(Stored data)
....

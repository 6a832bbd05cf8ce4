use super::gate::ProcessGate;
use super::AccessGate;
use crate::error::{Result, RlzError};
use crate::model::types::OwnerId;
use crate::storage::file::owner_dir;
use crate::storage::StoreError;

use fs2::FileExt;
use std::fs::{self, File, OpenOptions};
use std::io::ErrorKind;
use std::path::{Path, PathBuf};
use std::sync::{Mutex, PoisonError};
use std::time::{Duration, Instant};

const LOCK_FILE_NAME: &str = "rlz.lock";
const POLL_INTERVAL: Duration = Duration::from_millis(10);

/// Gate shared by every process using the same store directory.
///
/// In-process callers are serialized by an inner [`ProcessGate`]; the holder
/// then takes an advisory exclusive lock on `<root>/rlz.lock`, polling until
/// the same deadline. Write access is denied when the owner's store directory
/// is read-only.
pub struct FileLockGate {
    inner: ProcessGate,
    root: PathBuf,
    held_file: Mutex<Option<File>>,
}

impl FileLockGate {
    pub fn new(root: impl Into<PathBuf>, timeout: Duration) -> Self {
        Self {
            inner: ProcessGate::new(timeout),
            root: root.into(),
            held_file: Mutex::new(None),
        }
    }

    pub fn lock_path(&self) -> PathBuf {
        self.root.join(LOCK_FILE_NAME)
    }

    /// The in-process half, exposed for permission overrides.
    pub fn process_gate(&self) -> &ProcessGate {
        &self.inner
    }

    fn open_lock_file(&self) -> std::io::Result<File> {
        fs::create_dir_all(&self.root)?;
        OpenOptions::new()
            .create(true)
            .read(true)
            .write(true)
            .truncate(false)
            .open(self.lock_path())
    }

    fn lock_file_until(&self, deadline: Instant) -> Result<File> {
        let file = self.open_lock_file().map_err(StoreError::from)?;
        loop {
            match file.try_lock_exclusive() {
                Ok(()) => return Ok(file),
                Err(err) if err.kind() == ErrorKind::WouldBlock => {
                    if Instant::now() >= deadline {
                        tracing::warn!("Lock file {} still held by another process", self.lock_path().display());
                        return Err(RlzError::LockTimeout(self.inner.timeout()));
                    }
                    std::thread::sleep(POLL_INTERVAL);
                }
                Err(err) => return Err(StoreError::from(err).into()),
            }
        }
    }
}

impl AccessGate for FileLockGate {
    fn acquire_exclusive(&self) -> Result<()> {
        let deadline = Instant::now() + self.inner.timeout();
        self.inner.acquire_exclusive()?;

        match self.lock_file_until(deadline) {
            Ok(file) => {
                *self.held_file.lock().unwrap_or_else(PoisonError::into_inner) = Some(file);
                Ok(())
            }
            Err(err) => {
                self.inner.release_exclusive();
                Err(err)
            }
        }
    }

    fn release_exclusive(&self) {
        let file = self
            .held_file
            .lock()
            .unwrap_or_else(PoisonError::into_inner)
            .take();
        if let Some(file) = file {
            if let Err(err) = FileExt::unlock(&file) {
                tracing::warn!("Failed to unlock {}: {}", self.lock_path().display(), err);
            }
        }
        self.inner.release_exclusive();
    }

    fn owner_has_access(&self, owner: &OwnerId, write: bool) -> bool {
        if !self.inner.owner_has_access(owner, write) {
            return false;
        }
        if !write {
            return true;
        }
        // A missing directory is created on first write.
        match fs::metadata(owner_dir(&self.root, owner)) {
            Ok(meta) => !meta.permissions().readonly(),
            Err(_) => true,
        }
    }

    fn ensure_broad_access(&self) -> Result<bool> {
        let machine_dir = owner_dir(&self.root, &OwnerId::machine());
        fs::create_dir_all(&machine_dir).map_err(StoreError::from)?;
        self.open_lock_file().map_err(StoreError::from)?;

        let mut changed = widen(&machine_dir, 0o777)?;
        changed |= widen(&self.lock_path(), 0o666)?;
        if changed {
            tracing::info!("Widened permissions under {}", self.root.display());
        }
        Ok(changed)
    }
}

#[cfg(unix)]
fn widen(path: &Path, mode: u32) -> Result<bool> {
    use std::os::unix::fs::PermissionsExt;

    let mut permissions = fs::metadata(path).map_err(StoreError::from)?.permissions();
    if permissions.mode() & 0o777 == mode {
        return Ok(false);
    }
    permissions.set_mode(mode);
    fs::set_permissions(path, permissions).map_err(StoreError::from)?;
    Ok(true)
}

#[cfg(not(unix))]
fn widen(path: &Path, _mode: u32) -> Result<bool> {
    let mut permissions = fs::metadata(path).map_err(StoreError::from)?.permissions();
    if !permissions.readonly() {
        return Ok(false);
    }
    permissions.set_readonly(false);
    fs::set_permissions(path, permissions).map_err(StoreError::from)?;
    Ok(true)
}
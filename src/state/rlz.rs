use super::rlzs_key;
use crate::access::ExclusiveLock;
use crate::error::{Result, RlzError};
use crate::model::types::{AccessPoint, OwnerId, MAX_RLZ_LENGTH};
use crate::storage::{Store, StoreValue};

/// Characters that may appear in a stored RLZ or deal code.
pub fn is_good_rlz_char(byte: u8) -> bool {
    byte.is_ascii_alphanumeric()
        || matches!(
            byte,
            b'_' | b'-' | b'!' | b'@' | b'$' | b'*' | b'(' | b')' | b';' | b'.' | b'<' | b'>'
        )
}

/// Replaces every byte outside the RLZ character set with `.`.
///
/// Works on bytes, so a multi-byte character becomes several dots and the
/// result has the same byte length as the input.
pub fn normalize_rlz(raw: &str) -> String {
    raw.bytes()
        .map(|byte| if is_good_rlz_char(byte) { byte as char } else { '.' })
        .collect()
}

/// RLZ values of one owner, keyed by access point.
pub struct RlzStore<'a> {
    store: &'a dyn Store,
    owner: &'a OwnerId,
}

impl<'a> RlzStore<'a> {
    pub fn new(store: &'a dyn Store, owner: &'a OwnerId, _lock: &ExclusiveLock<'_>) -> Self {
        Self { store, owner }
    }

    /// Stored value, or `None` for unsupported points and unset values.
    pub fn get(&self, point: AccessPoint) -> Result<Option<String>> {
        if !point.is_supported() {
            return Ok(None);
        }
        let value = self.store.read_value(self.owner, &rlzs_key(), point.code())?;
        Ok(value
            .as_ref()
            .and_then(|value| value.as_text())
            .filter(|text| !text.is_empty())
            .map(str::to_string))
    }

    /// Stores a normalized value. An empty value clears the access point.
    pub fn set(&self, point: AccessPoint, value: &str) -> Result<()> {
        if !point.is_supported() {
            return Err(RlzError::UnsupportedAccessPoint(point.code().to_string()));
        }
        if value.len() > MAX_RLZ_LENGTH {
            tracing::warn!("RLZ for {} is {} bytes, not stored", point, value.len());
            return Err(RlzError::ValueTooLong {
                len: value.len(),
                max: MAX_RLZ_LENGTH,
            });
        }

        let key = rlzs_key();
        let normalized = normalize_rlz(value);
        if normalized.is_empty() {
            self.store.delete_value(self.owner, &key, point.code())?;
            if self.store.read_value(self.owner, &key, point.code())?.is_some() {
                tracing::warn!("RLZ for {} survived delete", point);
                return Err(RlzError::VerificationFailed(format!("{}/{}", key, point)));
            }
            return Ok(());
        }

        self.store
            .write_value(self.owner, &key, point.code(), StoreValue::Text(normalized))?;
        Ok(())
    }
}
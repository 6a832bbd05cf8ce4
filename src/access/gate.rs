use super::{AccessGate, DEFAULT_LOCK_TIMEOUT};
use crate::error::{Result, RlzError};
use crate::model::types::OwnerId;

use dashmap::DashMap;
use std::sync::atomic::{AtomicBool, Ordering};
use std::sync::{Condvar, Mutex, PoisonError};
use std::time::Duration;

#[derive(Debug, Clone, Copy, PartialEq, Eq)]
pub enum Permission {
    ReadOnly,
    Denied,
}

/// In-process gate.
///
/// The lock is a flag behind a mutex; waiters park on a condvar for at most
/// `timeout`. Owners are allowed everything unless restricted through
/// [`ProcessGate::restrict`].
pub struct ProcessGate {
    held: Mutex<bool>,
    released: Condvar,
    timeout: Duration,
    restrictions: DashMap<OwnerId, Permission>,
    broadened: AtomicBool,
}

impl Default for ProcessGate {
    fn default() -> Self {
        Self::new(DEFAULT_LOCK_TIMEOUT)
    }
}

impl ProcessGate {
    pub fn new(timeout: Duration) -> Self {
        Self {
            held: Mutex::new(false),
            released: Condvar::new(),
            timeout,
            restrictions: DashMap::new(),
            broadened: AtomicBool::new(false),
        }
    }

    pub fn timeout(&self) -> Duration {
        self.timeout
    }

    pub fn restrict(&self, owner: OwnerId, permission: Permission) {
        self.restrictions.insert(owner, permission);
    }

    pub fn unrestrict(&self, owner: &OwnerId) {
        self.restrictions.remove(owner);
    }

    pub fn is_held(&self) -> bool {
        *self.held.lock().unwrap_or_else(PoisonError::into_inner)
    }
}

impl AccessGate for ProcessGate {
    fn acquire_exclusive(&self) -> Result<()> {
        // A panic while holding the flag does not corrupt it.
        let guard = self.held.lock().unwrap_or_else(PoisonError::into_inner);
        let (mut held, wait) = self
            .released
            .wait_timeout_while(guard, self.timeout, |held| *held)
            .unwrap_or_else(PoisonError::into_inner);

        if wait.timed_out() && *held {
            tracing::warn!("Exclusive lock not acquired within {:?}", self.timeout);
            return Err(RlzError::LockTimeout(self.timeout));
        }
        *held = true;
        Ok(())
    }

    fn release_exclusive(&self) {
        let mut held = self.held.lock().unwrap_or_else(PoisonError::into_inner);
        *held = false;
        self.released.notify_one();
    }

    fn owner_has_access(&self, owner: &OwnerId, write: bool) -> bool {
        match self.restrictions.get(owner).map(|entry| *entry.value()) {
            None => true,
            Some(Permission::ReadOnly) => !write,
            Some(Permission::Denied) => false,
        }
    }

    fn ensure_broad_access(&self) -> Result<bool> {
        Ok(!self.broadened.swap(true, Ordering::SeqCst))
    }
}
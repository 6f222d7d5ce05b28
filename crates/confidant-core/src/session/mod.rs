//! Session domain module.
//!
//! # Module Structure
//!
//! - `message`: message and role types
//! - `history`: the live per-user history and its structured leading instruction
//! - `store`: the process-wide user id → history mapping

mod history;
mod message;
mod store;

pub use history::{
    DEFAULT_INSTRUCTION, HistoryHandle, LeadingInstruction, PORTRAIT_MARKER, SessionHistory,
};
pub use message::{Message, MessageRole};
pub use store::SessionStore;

....

### [Exercise]
Exactly as written, please transcribe the lines from the start of the records above to the line that holds "use std::io::ErrorKind;", both ends included.

### [Exercise result]
repository 6a832bbd05cf8ce4
use super::gate::ProcessGate;
use super::AccessGate;
use crate::error::{Result, RlzError};
use crate::model::types::OwnerId;
use crate::storage::file::owner_dir;
use crate::storage::StoreError;

use fs2::FileExt;
use std::fs::{self, File, OpenOptions};
use std::io::ErrorKind;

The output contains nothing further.